PROBLEM DETAILS -
Check each line of the listing below for the string "impl", and copy the ones that have it.

╔══

//! Error taxonomy surfaced at the driver boundary.

use serde::{Deserialize, Serialize};

/// Component that raised an error; used as the `component` field in logs.
#[derive(Debug, Clone, Copy, PartialEq, Eq, Serialize, Deserialize)]
#[serde(rename_all = "lowercase")]
pub enum Component {
    Driver,
    Bridge,
    Release,
    Readiness,
    Kubehub,
    Persist,
}

impl Component {
    pub fn as_str(&self) -> &'static str {
        match self {
            Component::Driver => "driver",
            Component::Bridge => "bridge",
            Component::Release => "release",
            Component::Readiness => "readiness",
            Component::Kubehub => "kubehub",
            Component::Persist => "persist",
        }
    }
}

impl std::fmt::Display for Component {
    fn fmt(&self, f: &mut std::fmt::Formatter<'_>) -> std::fmt::Result {
        f.write_str(self.as_str())
    }
}

#[derive(Debug, thiserror::Error, Clone, PartialEq, Eq, Serialize, Deserialize)]
pub enum Error {
    /// Bad input; never retried.
    #[error("validation: {0}")]
    Validation(String),
    /// Wrapped collaborator failure; the step failed but the resource can be retried.
    #[error("{component}: {message}")]
    Remote { component: Component, message: String },
    #[error("not found: {0}")]
    NotFound(String),
    /// Synthesized by the driver once the budget is spent.
    #[error("resource creation timed out, last known errors: {diagnostics}")]
    Timeout { diagnostics: String },
    #[error("decode: {0}")]
    Decode(String),
}

impl Error {
    pub fn remote(component: Component, err: impl std::fmt::Display) -> Self {
        Error::Remote { component, message: err.to_string() }
    }

    /// Classify an `anyhow` chain coming out of a collaborator.
    ///
    /// Typed errors are recovered by downcast; anything else becomes `Remote`.
    pub fn from_anyhow(component: Component, err: &anyhow::Error) -> Self {
        match err.downcast_ref::<Error>() {
            Some(e) => e.clone(),
            None => Error::Remote { component, message: format!("{:#}", err) },
        }
    }

    pub fn is_validation(&self) -> bool {
        matches!(self, Error::Validation(_))
    }
}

╚══

EXERCISE RESPONSE -
impl Component {
impl std::fmt::Display for Component {
impl Error {
    pub fn remote(component: Component, err: impl std::fmt::Display) -> Self {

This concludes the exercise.